● AIM OF THE EXERCISE: Output each record below exactly, and include all of them.

Collected data entries
*** Block opens ***

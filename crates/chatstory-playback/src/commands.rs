use chatstory_events::ChatPayload;
use tokio::sync::oneshot;

use crate::error::Result;
use crate::state::PlaybackMode;

/// Command understood by the playback engine. Every command replies with the mode it left the
/// player in.
#[derive(Debug)]
pub enum PlayerCommand {
	/// Supersede the current playback with a new payload
	Start {
		payload: Box<ChatPayload>,
		response: oneshot::Sender<Result<PlaybackMode>>,
	},
	/// Show a load error instead of playing
	Fail {
		message: String,
		response: oneshot::Sender<Result<PlaybackMode>>,
	},
	Pause {
		response: oneshot::Sender<Result<PlaybackMode>>,
	},
	Resume {
		response: oneshot::Sender<Result<PlaybackMode>>,
	},
	Stop {
		response: oneshot::Sender<Result<PlaybackMode>>,
	},
}

impl PlayerCommand {
	pub const fn name(&self) -> &'static str {
		match self {
			Self::Start { .. } => "start",
			Self::Fail { .. } => "fail",
			Self::Pause { .. } => "pause",
			Self::Resume { .. } => "resume",
			Self::Stop { .. } => "stop",
		}
	}
}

*** Block closes ***

● ANSWER TO THE EXERCISE:
filename crates/chatstory-playback/src/commands.rs
use chatstory_events::ChatPayload;
use tokio::sync::oneshot;

use crate::error::Result;
use crate::state::PlaybackMode;

/// Command understood by the playback engine. Every command replies with the mode it left the
/// player in.
#[derive(Debug)]
pub enum PlayerCommand {
	/// Supersede the current playback with a new payload
	Start {
		payload: Box<ChatPayload>,
		response: oneshot::Sender<Result<PlaybackMode>>,
	},
	/// Show a load error instead of playing
	Fail {
		message: String,
		response: oneshot::Sender<Result<PlaybackMode>>,
	},
	Pause {
		response: oneshot::Sender<Result<PlaybackMode>>,
	},
	Resume {
		response: oneshot::Sender<Result<PlaybackMode>>,
	},
	Stop {
		response: oneshot::Sender<Result<PlaybackMode>>,
	},
}

impl PlayerCommand {
	pub const fn name(&self) -> &'static str {
		match self {
			Self::Start { .. } => "start",
			Self::Fail { .. } => "fail",
			Self::Pause { .. } => "pause",
			Self::Resume { .. } => "resume",
			Self::Stop { .. } => "stop",
		}
	}
}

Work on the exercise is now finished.